**ACTIVITY:**
With every line kept intact, print the entries that appear below.
_____
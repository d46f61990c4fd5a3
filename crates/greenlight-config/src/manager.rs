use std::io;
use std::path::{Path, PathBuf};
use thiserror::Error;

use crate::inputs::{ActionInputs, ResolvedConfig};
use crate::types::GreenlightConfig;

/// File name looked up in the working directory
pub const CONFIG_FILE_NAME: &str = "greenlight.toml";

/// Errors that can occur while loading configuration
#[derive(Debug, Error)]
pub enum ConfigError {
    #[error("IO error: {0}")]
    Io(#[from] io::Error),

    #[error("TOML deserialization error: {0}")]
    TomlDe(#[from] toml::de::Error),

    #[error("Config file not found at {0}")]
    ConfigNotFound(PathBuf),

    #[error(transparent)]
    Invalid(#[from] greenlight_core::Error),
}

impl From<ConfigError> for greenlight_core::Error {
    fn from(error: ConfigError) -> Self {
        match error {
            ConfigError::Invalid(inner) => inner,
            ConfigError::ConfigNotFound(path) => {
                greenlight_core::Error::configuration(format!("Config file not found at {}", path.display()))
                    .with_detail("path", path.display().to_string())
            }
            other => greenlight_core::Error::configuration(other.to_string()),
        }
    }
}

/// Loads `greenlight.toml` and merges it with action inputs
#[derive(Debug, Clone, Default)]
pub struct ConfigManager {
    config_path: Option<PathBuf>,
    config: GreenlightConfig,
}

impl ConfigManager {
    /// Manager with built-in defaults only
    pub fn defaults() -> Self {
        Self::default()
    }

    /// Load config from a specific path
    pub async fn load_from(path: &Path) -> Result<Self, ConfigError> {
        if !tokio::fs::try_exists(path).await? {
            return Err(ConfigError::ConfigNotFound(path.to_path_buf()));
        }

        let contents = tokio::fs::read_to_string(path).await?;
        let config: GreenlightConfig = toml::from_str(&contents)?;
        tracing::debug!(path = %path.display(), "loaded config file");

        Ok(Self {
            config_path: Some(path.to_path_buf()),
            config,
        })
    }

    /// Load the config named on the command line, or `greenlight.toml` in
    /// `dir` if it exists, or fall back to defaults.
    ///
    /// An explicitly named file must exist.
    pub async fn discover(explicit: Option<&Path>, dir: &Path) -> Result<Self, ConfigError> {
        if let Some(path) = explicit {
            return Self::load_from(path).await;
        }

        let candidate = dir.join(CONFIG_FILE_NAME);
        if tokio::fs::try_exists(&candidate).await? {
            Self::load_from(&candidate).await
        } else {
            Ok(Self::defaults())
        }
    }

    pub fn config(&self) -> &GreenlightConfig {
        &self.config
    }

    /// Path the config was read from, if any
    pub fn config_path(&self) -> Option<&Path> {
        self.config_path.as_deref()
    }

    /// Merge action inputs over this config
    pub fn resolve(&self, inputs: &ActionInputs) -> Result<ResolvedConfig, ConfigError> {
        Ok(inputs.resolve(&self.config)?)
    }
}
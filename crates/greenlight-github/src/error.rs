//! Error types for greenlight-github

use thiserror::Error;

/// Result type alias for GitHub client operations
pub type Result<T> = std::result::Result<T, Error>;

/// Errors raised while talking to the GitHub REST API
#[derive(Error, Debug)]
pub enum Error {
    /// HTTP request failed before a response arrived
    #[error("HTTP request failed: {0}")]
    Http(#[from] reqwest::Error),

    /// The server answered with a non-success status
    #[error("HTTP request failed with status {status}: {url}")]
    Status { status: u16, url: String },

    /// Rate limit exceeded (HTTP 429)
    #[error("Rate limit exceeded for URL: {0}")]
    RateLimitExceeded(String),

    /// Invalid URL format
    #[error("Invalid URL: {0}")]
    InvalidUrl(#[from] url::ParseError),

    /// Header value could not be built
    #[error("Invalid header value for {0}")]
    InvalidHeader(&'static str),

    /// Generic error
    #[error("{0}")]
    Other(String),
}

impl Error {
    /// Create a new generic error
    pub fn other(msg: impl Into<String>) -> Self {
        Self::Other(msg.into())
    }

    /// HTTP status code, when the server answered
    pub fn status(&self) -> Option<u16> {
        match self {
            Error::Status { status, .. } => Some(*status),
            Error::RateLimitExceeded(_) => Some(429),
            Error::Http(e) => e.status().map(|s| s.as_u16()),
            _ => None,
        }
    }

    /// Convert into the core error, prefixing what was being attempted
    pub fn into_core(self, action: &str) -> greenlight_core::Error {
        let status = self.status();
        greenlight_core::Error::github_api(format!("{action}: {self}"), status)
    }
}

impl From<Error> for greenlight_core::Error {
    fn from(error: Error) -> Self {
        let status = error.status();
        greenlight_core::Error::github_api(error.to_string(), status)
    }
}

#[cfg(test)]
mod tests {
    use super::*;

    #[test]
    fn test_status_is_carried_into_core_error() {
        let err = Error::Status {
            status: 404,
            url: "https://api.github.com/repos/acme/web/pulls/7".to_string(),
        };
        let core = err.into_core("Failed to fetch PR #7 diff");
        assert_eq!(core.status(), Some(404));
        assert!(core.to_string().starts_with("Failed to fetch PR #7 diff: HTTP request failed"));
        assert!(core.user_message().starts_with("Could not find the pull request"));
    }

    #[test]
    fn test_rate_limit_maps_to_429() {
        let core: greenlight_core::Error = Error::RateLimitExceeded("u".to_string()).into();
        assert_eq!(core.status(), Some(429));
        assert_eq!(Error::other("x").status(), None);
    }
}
_____
**ANSWER AREA:**
repository d46f61990c4fd5a3
filename crates/greenlight-config/src/manager.rs
use std::io;
use std::path::{Path, PathBuf};
use thiserror::Error;

use crate::inputs::{ActionInputs, ResolvedConfig};
use crate::types::GreenlightConfig;

/// File name looked up in the working directory
pub const CONFIG_FILE_NAME: &str = "greenlight.toml";

/// Errors that can occur while loading configuration
#[derive(Debug, Error)]
pub enum ConfigError {
    #[error("IO error: {0}")]
    Io(#[from] io::Error),

    #[error("TOML deserialization error: {0}")]
    TomlDe(#[from] toml::de::Error),

    #[error("Config file not found at {0}")]
    ConfigNotFound(PathBuf),

    #[error(transparent)]
    Invalid(#[from] greenlight_core::Error),
}

impl From<ConfigError> for greenlight_core::Error {
    fn from(error: ConfigError) -> Self {
        match error {
            ConfigError::Invalid(inner) => inner,
            ConfigError::ConfigNotFound(path) => {
                greenlight_core::Error::configuration(format!("Config file not found at {}", path.display()))
                    .with_detail("path", path.display().to_string())
            }
            other => greenlight_core::Error::configuration(other.to_string()),
        }
    }
}

/// Loads `greenlight.toml` and merges it with action inputs
#[derive(Debug, Clone, Default)]
pub struct ConfigManager {
    config_path: Option<PathBuf>,
    config: GreenlightConfig,
}

impl ConfigManager {
    /// Manager with built-in defaults only
    pub fn defaults() -> Self {
        Self::default()
    }

    /// Load config from a specific path
    pub async fn load_from(path: &Path) -> Result<Self, ConfigError> {
        if !tokio::fs::try_exists(path).await? {
            return Err(ConfigError::ConfigNotFound(path.to_path_buf()));
        }

        let contents = tokio::fs::read_to_string(path).await?;
        let config: GreenlightConfig = toml::from_str(&contents)?;
        tracing::debug!(path = %path.display(), "loaded config file");

        Ok(Self {
            config_path: Some(path.to_path_buf()),
            config,
        })
    }

    /// Load the config named on the command line, or `greenlight.toml` in
    /// `dir` if it exists, or fall back to defaults.
    ///
    /// An explicitly named file must exist.
    pub async fn discover(explicit: Option<&Path>, dir: &Path) -> Result<Self, ConfigError> {
        if let Some(path) = explicit {
            return Self::load_from(path).await;
        }

        let candidate = dir.join(CONFIG_FILE_NAME);
        if tokio::fs::try_exists(&candidate).await? {
            Self::load_from(&candidate).await
        } else {
            Ok(Self::defaults())
        }
    }

    pub fn config(&self) -> &GreenlightConfig {
        &self.config
    }

    /// Path the config was read from, if any
    pub fn config_path(&self) -> Option<&Path> {
        self.config_path.as_deref()
    }

    /// Merge action inputs over this config
    pub fn resolve(&self, inputs: &ActionInputs) -> Result<ResolvedConfig, ConfigError> {
        Ok(inputs.resolve(&self.config)?)
    }
}
filename crates/greenlight-github/src/error.rs
//! Error types for greenlight-github

use thiserror::Error;

/// Result type alias for GitHub client operations
pub type Result<T> = std::result::Result<T, Error>;

/// Errors raised while talking to the GitHub REST API
#[derive(Error, Debug)]
pub enum Error {
    /// HTTP request failed before a response arrived
    #[error("HTTP request failed: {0}")]
    Http(#[from] reqwest::Error),

    /// The server answered with a non-success status
    #[error("HTTP request failed with status {status}: {url}")]
    Status { status: u16, url: String },

    /// Rate limit exceeded (HTTP 429)
    #[error("Rate limit exceeded for URL: {0}")]
    RateLimitExceeded(String),

    /// Invalid URL format
    #[error("Invalid URL: {0}")]
    InvalidUrl(#[from] url::ParseError),

    /// Header value could not be built
    #[error("Invalid header value for {0}")]
    InvalidHeader(&'static str),

    /// Generic error
    #[error("{0}")]
    Other(String),
}

impl Error {
    /// Create a new generic error
    pub fn other(msg: impl Into<String>) -> Self {
        Self::Other(msg.into())
    }

    /// HTTP status code, when the server answered
    pub fn status(&self) -> Option<u16> {
        match self {
            Error::Status { status, .. } => Some(*status),
            Error::RateLimitExceeded(_) => Some(429),
            Error::Http(e) => e.status().map(|s| s.as_u16()),
            _ => None,
        }
    }

    /// Convert into the core error, prefixing what was being attempted
    pub fn into_core(self, action: &str) -> greenlight_core::Error {
        let status = self.status();
        greenlight_core::Error::github_api(format!("{action}: {self}"), status)
    }
}

impl From<Error> for greenlight_core::Error {
    fn from(error: Error) -> Self {
        let status = error.status();
        greenlight_core::Error::github_api(error.to_string(), status)
    }
}

#[cfg(test)]
mod tests {
    use super::*;

    #[test]
    fn test_status_is_carried_into_core_error() {
        let err = Error::Status {
            status: 404,
            url: "https://api.github.com/repos/acme/web/pulls/7".to_string(),
        };
        let core = err.into_core("Failed to fetch PR #7 diff");
        assert_eq!(core.status(), Some(404));
        assert!(core.to_string().starts_with("Failed to fetch PR #7 diff: HTTP request failed"));
        assert!(core.user_message().starts_with("Could not find the pull request"));
    }

    #[test]
    fn test_rate_limit_maps_to_429() {
        let core: greenlight_core::Error = Error::RateLimitExceeded("u".to_string()).into();
        assert_eq!(core.status(), Some(429));
        assert_eq!(Error::other("x").status(), None);
    }
}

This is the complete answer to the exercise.